• _Exercise details_:
Return exactly the lines of the entries, from the one with "pub mod champions;" to the last.

--- Recorded data Enclosed Below ---

pub mod bottleneck;
pub mod champions;
pub mod config;
pub mod distribution;
pub mod periods;
pub mod records;
pub mod scenario;
pub mod stats;
pub mod trends;

pub use bottleneck::{detect_bottleneck, BottleneckAlert};
pub use champions::{find_champions, ChampionEntry};
pub use config::AnalyticsConfig;
pub use distribution::{pr_size_distribution, story_point_distribution, BucketRow};
pub use periods::{compare_periods, PeriodComparison};
pub use scenario::{generate_usage, Scenario};
pub use trends::{
    acceptance_trend, ai_adoption_trend, cycle_time_trend, review_time_trend, TrendPoint,
};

--- End of Enclosed Recorded data ---

• _Answer_:
pub mod champions;
pub mod config;
pub mod distribution;
pub mod periods;
pub mod records;
pub mod scenario;
pub mod stats;
pub mod trends;

pub use bottleneck::{detect_bottleneck, BottleneckAlert};
pub use champions::{find_champions, ChampionEntry};
pub use config::AnalyticsConfig;
pub use distribution::{pr_size_distribution, story_point_distribution, BucketRow};
pub use periods::{compare_periods, PeriodComparison};
pub use scenario::{generate_usage, Scenario};
pub use trends::{
    acceptance_trend, ai_adoption_trend, cycle_time_trend, review_time_trend, TrendPoint,
};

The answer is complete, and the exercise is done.